**Exercise materials:**
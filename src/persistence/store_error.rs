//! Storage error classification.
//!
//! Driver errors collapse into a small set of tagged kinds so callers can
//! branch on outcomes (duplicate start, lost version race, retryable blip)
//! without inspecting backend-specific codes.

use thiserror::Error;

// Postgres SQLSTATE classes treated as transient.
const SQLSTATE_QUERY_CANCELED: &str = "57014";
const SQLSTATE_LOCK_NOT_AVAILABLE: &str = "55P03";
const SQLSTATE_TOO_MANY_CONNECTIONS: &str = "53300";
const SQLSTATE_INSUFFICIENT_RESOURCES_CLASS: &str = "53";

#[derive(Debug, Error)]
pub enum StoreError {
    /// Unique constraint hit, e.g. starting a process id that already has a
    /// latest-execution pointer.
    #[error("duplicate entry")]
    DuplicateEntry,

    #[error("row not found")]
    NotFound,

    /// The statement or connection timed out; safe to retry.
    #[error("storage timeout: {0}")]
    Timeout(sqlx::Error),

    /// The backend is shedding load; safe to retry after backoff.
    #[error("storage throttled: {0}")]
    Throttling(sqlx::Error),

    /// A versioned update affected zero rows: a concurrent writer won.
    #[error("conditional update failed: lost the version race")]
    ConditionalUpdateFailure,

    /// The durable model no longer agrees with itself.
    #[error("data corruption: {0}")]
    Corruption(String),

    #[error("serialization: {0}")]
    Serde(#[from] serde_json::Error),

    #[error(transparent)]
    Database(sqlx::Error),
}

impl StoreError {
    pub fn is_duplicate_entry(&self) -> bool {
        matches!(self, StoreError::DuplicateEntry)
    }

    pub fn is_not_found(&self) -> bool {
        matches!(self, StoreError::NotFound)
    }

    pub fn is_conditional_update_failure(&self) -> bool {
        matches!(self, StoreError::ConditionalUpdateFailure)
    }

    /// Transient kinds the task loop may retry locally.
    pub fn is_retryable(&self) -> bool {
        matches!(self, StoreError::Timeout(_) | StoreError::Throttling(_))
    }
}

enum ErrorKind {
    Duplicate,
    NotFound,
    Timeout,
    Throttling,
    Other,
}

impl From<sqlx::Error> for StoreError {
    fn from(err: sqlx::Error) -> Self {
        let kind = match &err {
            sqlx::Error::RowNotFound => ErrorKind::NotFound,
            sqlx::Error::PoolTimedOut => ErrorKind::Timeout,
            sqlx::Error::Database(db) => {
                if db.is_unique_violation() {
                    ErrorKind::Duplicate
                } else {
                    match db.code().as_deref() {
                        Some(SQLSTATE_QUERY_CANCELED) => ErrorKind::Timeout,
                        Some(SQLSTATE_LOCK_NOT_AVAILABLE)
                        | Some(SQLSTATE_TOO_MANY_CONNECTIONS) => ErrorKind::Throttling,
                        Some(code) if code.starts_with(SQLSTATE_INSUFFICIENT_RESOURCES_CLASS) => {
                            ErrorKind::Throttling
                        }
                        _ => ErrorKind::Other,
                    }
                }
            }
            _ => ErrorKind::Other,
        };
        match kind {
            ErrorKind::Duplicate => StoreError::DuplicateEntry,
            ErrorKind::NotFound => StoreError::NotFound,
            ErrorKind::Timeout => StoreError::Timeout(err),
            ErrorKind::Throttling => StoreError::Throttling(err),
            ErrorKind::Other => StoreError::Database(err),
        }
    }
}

**Task objective:**
Your answer should consist of each line of the data above in which the word "DuplicateEntry" occurs.

**Written solution:**
    DuplicateEntry,
        matches!(self, StoreError::DuplicateEntry)
            ErrorKind::Duplicate => StoreError::DuplicateEntry,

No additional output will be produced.